* PROBLEM REQUIREMENTS
Please state how many lines of the listing contain the word "insert", giving the number by itself.
_ _ _ _ _
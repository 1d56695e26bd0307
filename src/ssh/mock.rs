//! Scripted in-memory transport for tests
//!
//! Each exec channel looks up its reply by command string (or through a
//! custom responder) and records what happened to it, so tests can assert
//! on channel lifecycle as well as on output.

#![allow(dead_code)]

use std::collections::{HashMap, VecDeque};
use std::sync::atomic::{AtomicBool, AtomicUsize, Ordering};
use std::sync::Arc;
use std::time::Duration;

use async_trait::async_trait;
use parking_lot::Mutex;

use super::config::SshConfig;
use super::error::SshError;
use super::handle_owner::PingResult;
use super::session::Session;
use super::transport::{ChannelEvent, ExecChannel, Transport};

/// What the fake server does with an exec request
#[derive(Debug, Clone)]
pub enum MockReply {
    Output {
        stdout: Vec<u8>,
        stderr: Vec<u8>,
        exit_status: Option<u32>,
    },
    /// Server answers the exec request with `Failure`
    RejectExec,
    /// Sending the exec request itself errors
    ExecError,
    /// Never produces output or closes
    Hang,
    /// Sends some stdout, then the stream ends with no exit status or close
    Truncated { stdout: Vec<u8> },
    /// Waits before delivering the inner reply
    Delayed(Duration, Box<MockReply>),
}

impl MockReply {
    pub fn ok(stdout: &str) -> Self {
        Self::ok_bytes(stdout.as_bytes().to_vec())
    }

    pub fn ok_bytes(stdout: Vec<u8>) -> Self {
        MockReply::Output {
            stdout,
            stderr: Vec::new(),
            exit_status: Some(0),
        }
    }

    pub fn fail(status: u32, stderr: &str) -> Self {
        MockReply::Output {
            stdout: Vec::new(),
            stderr: stderr.as_bytes().to_vec(),
            exit_status: Some(status),
        }
    }
}

/// Lifecycle record of one channel
#[derive(Debug, Clone, Default)]
pub struct ChannelLog {
    pub command: Option<String>,
    pub eof_sent: bool,
    pub closed: bool,
}

type Responder = dyn Fn(&str) -> MockReply + Send + Sync;

pub struct MockTransport {
    responder: Arc<Responder>,
    chunk_size: usize,
    executed: Arc<Mutex<Vec<String>>>,
    logs: Mutex<Vec<Arc<Mutex<ChannelLog>>>>,
    next_open_error: Mutex<Option<SshError>>,
    alive: AtomicBool,
    shutdowns: AtomicUsize,
    open_channels: Arc<AtomicUsize>,
    max_open_channels: Arc<AtomicUsize>,
}

impl MockTransport {
    /// Reply through a closure, for commands that embed generated names.
    pub fn new(responder: impl Fn(&str) -> MockReply + Send + Sync + 'static) -> Self {
        Self {
            responder: Arc::new(responder),
            chunk_size: 64 * 1024,
            executed: Arc::new(Mutex::new(Vec::new())),
            logs: Mutex::new(Vec::new()),
            next_open_error: Mutex::new(None),
            alive: AtomicBool::new(true),
            shutdowns: AtomicUsize::new(0),
            open_channels: Arc::new(AtomicUsize::new(0)),
            max_open_channels: Arc::new(AtomicUsize::new(0)),
        }
    }

    /// Fixed replies by exact command; anything else exits 127.
    pub fn with_responses(responses: &[(&str, MockReply)]) -> Self {
        let table: HashMap<String, MockReply> = responses
            .iter()
            .map(|(cmd, reply)| (cmd.to_string(), reply.clone()))
            .collect();
        Self::new(move |cmd| {
            table
                .get(cmd)
                .cloned()
                .unwrap_or_else(|| MockReply::fail(127, "command not found"))
        })
    }

    /// Deliver stdout in chunks of this size
    pub fn with_chunk_size(mut self, chunk_size: usize) -> Self {
        self.chunk_size = chunk_size.max(1);
        self
    }

    pub fn session(self: &Arc<Self>) -> Session {
        let config = SshConfig::new("mock.host", "tester", super::AuthMethod::password(""));
        Session::with_transport(config, self.clone())
    }

    pub fn fail_next_open(&self, err: SshError) {
        *self.next_open_error.lock() = Some(err);
    }

    pub fn set_alive(&self, alive: bool) {
        self.alive.store(alive, Ordering::SeqCst);
    }

    pub fn executed(&self) -> Vec<String> {
        self.executed.lock().clone()
    }

    pub fn channel_logs(&self) -> Vec<ChannelLog> {
        self.logs.lock().iter().map(|log| log.lock().clone()).collect()
    }

    pub fn shutdown_count(&self) -> usize {
        self.shutdowns.load(Ordering::SeqCst)
    }

    /// Highest number of channels that were open at the same time
    pub fn max_open_channels(&self) -> usize {
        self.max_open_channels.load(Ordering::SeqCst)
    }
}

#[async_trait]
impl Transport for MockTransport {
    async fn open_exec_channel(&self) -> Result<Box<dyn ExecChannel>, SshError> {
        if let Some(err) = self.next_open_error.lock().take() {
            return Err(err);
        }
        if !self.alive.load(Ordering::SeqCst) {
            return Err(SshError::Disconnected);
        }

        let open = self.open_channels.fetch_add(1, Ordering::SeqCst) + 1;
        self.max_open_channels.fetch_max(open, Ordering::SeqCst);

        let log = Arc::new(Mutex::new(ChannelLog::default()));
        self.logs.lock().push(log.clone());

        Ok(Box::new(MockChannel {
            responder: self.responder.clone(),
            chunk_size: self.chunk_size,
            executed: self.executed.clone(),
            log,
            open_channels: self.open_channels.clone(),
            events: VecDeque::new(),
            hang: false,
            delay: None,
            released: false,
        }))
    }

    async fn ping(&self) -> PingResult {
        if self.alive.load(Ordering::SeqCst) {
            PingResult::Ok
        } else {
            PingResult::IoError
        }
    }

    async fn shutdown(&self) {
        self.shutdowns.fetch_add(1, Ordering::SeqCst);
        self.alive.store(false, Ordering::SeqCst);
    }

    fn is_alive(&self) -> bool {
        self.alive.load(Ordering::SeqCst)
    }
}

struct MockChannel {
    responder: Arc<Responder>,
    chunk_size: usize,
    executed: Arc<Mutex<Vec<String>>>,
    log: Arc<Mutex<ChannelLog>>,
    open_channels: Arc<AtomicUsize>,
    events: VecDeque<ChannelEvent>,
    hang: bool,
    delay: Option<Duration>,
    released: bool,
}

impl MockChannel {
    fn script(&mut self, reply: MockReply) -> Result<(), SshError> {
        match reply {
            MockReply::Output {
                stdout,
                stderr,
                exit_status,
            } => {
                self.events.push_back(ChannelEvent::ExecAccepted);
                for chunk in stdout.chunks(self.chunk_size) {
                    self.events.push_back(ChannelEvent::Stdout(chunk.to_vec()));
                }
                if !stderr.is_empty() {
                    self.events.push_back(ChannelEvent::Stderr(stderr));
                }
                self.events.push_back(ChannelEvent::Eof);
                if let Some(status) = exit_status {
                    self.events.push_back(ChannelEvent::ExitStatus(status));
                }
                self.events.push_back(ChannelEvent::Close);
            }
            MockReply::RejectExec => self.events.push_back(ChannelEvent::ExecRejected),
            MockReply::ExecError => {
                return Err(SshError::ExecRejected("channel went away".to_string()));
            }
            MockReply::Hang => self.hang = true,
            MockReply::Truncated { stdout } => {
                self.events.push_back(ChannelEvent::ExecAccepted);
                self.events.push_back(ChannelEvent::Stdout(stdout));
            }
            MockReply::Delayed(delay, reply) => {
                self.delay = Some(delay);
                self.script(*reply)?;
            }
        }
        Ok(())
    }
}

#[async_trait]
impl ExecChannel for MockChannel {
    async fn exec(&mut self, command: &str) -> Result<(), SshError> {
        self.log.lock().command = Some(command.to_string());
        self.executed.lock().push(command.to_string());

        let reply = (self.responder)(command);
        self.script(reply)
    }

    async fn next_event(&mut self) -> Option<ChannelEvent> {
        if self.hang {
            std::future::pending::<()>().await;
        }
        if let Some(delay) = self.delay.take() {
            tokio::time::sleep(delay).await;
        }
        // Let other tasks run between chunks
        tokio::task::yield_now().await;
        self.events.pop_front()
    }

    async fn send_eof(&mut self) {
        self.log.lock().eof_sent = true;
    }

    async fn close(&mut self) {
        self.log.lock().closed = true;
        if !self.released {
            self.released = true;
            self.open_channels.fetch_sub(1, Ordering::SeqCst);
        }
    }
}
//! Several independent browsers, one per tab
//!
//! Each browser sits behind its own async mutex, which serializes the
//! operations issued against its session. Browsers never share state, so
//! different tabs run concurrently.

use std::sync::Arc;

use dashmap::DashMap;
use tokio::sync::Mutex;
use tracing::info;

use super::{BrowserError, RemoteBrowser};
use crate::config::BrowserSettings;
use crate::ssh::SshConfig;

pub type SharedBrowser = Arc<Mutex<RemoteBrowser>>;

/// Registry of open browsers, keyed by tab id
pub struct BrowserRegistry {
    browsers: DashMap<String, SharedBrowser>,
}

impl BrowserRegistry {
    pub fn new() -> Self {
        Self {
            browsers: DashMap::new(),
        }
    }

    /// Connect a new browser and return its tab id.
    pub async fn open(
        &self,
        config: SshConfig,
        settings: BrowserSettings,
    ) -> Result<String, BrowserError> {
        let browser = RemoteBrowser::connect(config, settings).await?;
        Ok(self.insert(browser))
    }

    /// Register an already-connected browser.
    pub fn insert(&self, browser: RemoteBrowser) -> String {
        let id = uuid::Uuid::new_v4().to_string();
        info!(
            "[browser-registry] Opened tab {} for {}@{}",
            id,
            browser.session().user(),
            browser.session().host()
        );
        self.browsers.insert(id.clone(), Arc::new(Mutex::new(browser)));
        id
    }

    pub fn get(&self, id: &str) -> Result<SharedBrowser, BrowserError> {
        self.browsers
            .get(id)
            .map(|r| r.value().clone())
            .ok_or_else(|| BrowserError::UnknownBrowser(id.to_string()))
    }

    /// Remove a tab and disconnect its session, waiting for any operation
    /// in flight on it.
    pub async fn close(&self, id: &str) -> Result<(), BrowserError> {
        let (_, browser) = self
            .browsers
            .remove(id)
            .ok_or_else(|| BrowserError::UnknownBrowser(id.to_string()))?;
        browser.lock().await.disconnect().await;
        info!("[browser-registry] Closed tab {}", id);
        Ok(())
    }

    pub async fn close_all(&self) {
        let ids = self.ids();
        for id in ids {
            // Concurrent close of the same id is fine to lose
            let _ = self.close(&id).await;
        }
    }

    pub fn ids(&self) -> Vec<String> {
        self.browsers.iter().map(|r| r.key().clone()).collect()
    }

    pub fn len(&self) -> usize {
        self.browsers.len()
    }

    pub fn is_empty(&self) -> bool {
        self.browsers.is_empty()
    }
}

impl Default for BrowserRegistry {
    fn default() -> Self {
        Self::new()
    }
}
_ _ _ _ _
* SOLUTION FOR THIS PROBLEM
3